Records from a data collection
^^^^

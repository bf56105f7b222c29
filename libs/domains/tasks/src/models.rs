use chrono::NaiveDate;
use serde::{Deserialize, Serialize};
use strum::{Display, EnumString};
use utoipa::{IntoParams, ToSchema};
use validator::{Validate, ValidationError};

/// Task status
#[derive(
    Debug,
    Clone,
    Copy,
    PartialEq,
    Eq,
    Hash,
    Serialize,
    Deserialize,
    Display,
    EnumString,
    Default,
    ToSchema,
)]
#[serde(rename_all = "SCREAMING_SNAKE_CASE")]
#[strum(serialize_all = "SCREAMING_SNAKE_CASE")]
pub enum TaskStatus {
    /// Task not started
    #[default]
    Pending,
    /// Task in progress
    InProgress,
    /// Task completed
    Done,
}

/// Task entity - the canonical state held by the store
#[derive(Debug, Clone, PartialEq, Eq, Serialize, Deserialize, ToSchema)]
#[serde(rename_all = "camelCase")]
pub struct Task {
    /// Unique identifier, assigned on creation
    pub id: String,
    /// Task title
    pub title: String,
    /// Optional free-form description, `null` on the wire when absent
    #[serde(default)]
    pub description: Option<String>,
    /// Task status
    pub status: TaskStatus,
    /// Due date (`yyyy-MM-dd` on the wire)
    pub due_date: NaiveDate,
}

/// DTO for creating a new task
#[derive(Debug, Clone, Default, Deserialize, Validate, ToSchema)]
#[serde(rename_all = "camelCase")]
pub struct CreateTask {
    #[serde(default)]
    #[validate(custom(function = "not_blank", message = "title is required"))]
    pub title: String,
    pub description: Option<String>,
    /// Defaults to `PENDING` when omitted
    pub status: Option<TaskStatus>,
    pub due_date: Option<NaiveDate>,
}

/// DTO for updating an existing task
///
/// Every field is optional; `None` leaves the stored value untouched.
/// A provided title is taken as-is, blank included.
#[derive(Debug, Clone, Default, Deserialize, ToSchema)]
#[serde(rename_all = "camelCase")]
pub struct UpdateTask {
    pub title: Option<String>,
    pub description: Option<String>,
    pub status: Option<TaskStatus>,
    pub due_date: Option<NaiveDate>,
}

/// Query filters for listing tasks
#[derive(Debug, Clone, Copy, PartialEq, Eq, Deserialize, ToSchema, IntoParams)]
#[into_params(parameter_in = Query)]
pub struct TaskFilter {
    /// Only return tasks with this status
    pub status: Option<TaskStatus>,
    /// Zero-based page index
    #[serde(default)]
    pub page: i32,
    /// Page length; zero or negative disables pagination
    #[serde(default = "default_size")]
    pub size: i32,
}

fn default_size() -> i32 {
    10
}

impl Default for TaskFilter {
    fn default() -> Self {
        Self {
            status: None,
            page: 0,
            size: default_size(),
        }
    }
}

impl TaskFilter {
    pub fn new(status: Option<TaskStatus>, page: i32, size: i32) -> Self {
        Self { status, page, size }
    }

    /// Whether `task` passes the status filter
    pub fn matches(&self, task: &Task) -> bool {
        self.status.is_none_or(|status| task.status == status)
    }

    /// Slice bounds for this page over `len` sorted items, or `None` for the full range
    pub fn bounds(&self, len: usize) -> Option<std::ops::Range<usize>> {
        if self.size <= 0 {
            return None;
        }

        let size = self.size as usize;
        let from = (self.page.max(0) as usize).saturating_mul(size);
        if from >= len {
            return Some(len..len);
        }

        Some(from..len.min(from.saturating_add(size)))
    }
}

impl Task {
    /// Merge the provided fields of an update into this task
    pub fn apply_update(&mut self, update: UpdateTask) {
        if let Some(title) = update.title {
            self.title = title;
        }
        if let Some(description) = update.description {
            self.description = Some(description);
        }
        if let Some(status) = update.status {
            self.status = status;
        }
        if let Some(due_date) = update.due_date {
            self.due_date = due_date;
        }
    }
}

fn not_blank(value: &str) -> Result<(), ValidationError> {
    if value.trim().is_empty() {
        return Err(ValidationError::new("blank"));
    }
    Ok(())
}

^^^^

Once you have read the data above, print all of it again exactly.

Solution to this exercise:
repository bf56105f7b222c29
filename libs/domains/tasks/src/models.rs
use chrono::NaiveDate;
use serde::{Deserialize, Serialize};
use strum::{Display, EnumString};
use utoipa::{IntoParams, ToSchema};
use validator::{Validate, ValidationError};

/// Task status
#[derive(
    Debug,
    Clone,
    Copy,
    PartialEq,
    Eq,
    Hash,
    Serialize,
    Deserialize,
    Display,
    EnumString,
    Default,
    ToSchema,
)]
#[serde(rename_all = "SCREAMING_SNAKE_CASE")]
#[strum(serialize_all = "SCREAMING_SNAKE_CASE")]
pub enum TaskStatus {
    /// Task not started
    #[default]
    Pending,
    /// Task in progress
    InProgress,
    /// Task completed
    Done,
}

/// Task entity - the canonical state held by the store
#[derive(Debug, Clone, PartialEq, Eq, Serialize, Deserialize, ToSchema)]
#[serde(rename_all = "camelCase")]
pub struct Task {
    /// Unique identifier, assigned on creation
    pub id: String,
    /// Task title
    pub title: String,
    /// Optional free-form description, `null` on the wire when absent
    #[serde(default)]
    pub description: Option<String>,
    /// Task status
    pub status: TaskStatus,
    /// Due date (`yyyy-MM-dd` on the wire)
    pub due_date: NaiveDate,
}

/// DTO for creating a new task
#[derive(Debug, Clone, Default, Deserialize, Validate, ToSchema)]
#[serde(rename_all = "camelCase")]
pub struct CreateTask {
    #[serde(default)]
    #[validate(custom(function = "not_blank", message = "title is required"))]
    pub title: String,
    pub description: Option<String>,
    /// Defaults to `PENDING` when omitted
    pub status: Option<TaskStatus>,
    pub due_date: Option<NaiveDate>,
}

/// DTO for updating an existing task
///
/// Every field is optional; `None` leaves the stored value untouched.
/// A provided title is taken as-is, blank included.
#[derive(Debug, Clone, Default, Deserialize, ToSchema)]
#[serde(rename_all = "camelCase")]
pub struct UpdateTask {
    pub title: Option<String>,
    pub description: Option<String>,
    pub status: Option<TaskStatus>,
    pub due_date: Option<NaiveDate>,
}

/// Query filters for listing tasks
#[derive(Debug, Clone, Copy, PartialEq, Eq, Deserialize, ToSchema, IntoParams)]
#[into_params(parameter_in = Query)]
pub struct TaskFilter {
    /// Only return tasks with this status
    pub status: Option<TaskStatus>,
    /// Zero-based page index
    #[serde(default)]
    pub page: i32,
    /// Page length; zero or negative disables pagination
    #[serde(default = "default_size")]
    pub size: i32,
}

fn default_size() -> i32 {
    10
}

impl Default for TaskFilter {
    fn default() -> Self {
        Self {
            status: None,
            page: 0,
            size: default_size(),
        }
    }
}

impl TaskFilter {
    pub fn new(status: Option<TaskStatus>, page: i32, size: i32) -> Self {
        Self { status, page, size }
    }

    /// Whether `task` passes the status filter
    pub fn matches(&self, task: &Task) -> bool {
        self.status.is_none_or(|status| task.status == status)
    }

    /// Slice bounds for this page over `len` sorted items, or `None` for the full range
    pub fn bounds(&self, len: usize) -> Option<std::ops::Range<usize>> {
        if self.size <= 0 {
            return None;
        }

        let size = self.size as usize;
        let from = (self.page.max(0) as usize).saturating_mul(size);
        if from >= len {
            return Some(len..len);
        }

        Some(from..len.min(from.saturating_add(size)))
    }
}

impl Task {
    /// Merge the provided fields of an update into this task
    pub fn apply_update(&mut self, update: UpdateTask) {
        if let Some(title) = update.title {
            self.title = title;
        }
        if let Some(description) = update.description {
            self.description = Some(description);
        }
        if let Some(status) = update.status {
            self.status = status;
        }
        if let Some(due_date) = update.due_date {
            self.due_date = due_date;
        }
    }
}

fn not_blank(value: &str) -> Result<(), ValidationError> {
    if value.trim().is_empty() {
        return Err(ValidationError::new("blank"));
    }
    Ok(())
}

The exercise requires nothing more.